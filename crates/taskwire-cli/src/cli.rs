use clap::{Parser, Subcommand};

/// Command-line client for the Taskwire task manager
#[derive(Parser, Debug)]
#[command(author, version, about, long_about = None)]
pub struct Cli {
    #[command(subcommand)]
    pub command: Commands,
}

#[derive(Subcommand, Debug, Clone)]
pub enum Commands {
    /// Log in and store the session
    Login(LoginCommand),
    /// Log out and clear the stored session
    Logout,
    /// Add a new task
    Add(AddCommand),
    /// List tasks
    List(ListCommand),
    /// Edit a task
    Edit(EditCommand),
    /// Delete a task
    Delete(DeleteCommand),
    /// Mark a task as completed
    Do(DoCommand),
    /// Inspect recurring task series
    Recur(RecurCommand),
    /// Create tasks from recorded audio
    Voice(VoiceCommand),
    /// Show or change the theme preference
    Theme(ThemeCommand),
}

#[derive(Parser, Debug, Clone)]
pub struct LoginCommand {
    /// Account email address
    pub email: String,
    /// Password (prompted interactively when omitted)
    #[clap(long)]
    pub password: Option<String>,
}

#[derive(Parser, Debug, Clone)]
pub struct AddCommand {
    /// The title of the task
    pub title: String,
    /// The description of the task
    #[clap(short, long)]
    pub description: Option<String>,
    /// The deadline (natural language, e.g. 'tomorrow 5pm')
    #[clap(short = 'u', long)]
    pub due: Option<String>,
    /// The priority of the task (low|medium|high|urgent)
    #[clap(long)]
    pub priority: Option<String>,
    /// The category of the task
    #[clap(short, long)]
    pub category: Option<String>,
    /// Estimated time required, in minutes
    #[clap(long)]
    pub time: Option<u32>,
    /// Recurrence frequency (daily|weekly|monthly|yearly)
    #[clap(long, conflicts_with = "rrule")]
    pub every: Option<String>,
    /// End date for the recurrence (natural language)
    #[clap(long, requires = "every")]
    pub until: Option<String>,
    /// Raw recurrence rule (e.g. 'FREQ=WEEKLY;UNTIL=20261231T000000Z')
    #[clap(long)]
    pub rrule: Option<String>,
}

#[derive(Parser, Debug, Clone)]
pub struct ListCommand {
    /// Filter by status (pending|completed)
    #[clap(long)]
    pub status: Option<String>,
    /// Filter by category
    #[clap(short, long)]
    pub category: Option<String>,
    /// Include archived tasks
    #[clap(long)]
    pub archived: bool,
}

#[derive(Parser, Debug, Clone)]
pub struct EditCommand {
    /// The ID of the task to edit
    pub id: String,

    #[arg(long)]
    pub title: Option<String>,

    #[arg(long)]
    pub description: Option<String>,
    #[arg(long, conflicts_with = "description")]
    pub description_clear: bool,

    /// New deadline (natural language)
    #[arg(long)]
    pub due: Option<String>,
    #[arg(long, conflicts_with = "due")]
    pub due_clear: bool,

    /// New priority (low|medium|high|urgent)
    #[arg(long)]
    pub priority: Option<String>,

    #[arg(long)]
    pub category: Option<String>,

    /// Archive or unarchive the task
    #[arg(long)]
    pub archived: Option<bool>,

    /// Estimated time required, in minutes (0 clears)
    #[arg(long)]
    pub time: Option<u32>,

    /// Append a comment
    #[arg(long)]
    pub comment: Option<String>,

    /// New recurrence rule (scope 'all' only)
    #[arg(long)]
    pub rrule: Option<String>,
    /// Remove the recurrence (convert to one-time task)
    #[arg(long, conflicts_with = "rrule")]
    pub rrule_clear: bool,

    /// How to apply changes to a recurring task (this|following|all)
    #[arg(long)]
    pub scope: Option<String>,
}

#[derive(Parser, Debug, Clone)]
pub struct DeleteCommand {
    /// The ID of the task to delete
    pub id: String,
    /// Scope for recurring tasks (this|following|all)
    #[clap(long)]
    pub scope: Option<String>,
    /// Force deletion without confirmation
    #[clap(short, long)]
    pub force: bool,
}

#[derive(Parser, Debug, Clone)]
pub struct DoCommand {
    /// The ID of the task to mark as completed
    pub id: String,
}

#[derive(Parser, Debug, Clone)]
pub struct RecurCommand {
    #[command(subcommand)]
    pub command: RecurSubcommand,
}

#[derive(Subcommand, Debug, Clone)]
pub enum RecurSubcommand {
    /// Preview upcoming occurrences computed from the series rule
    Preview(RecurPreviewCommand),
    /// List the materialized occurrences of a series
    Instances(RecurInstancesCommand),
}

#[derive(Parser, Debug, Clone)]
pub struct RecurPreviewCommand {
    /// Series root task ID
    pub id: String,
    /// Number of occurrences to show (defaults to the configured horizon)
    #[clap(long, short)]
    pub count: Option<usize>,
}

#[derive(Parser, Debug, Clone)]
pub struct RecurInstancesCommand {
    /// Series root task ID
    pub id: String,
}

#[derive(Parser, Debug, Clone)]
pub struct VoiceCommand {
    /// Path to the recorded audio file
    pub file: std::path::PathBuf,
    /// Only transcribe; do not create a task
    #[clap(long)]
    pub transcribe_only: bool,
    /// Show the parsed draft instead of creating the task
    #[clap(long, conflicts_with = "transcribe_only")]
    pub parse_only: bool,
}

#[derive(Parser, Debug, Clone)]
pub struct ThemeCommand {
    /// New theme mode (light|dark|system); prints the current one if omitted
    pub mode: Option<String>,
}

■ ■ ■ ■

- [Work instructions] Every line in the data that includes the word "language" should be counted, and only the resulting number given.

- [Solution to this problem] 3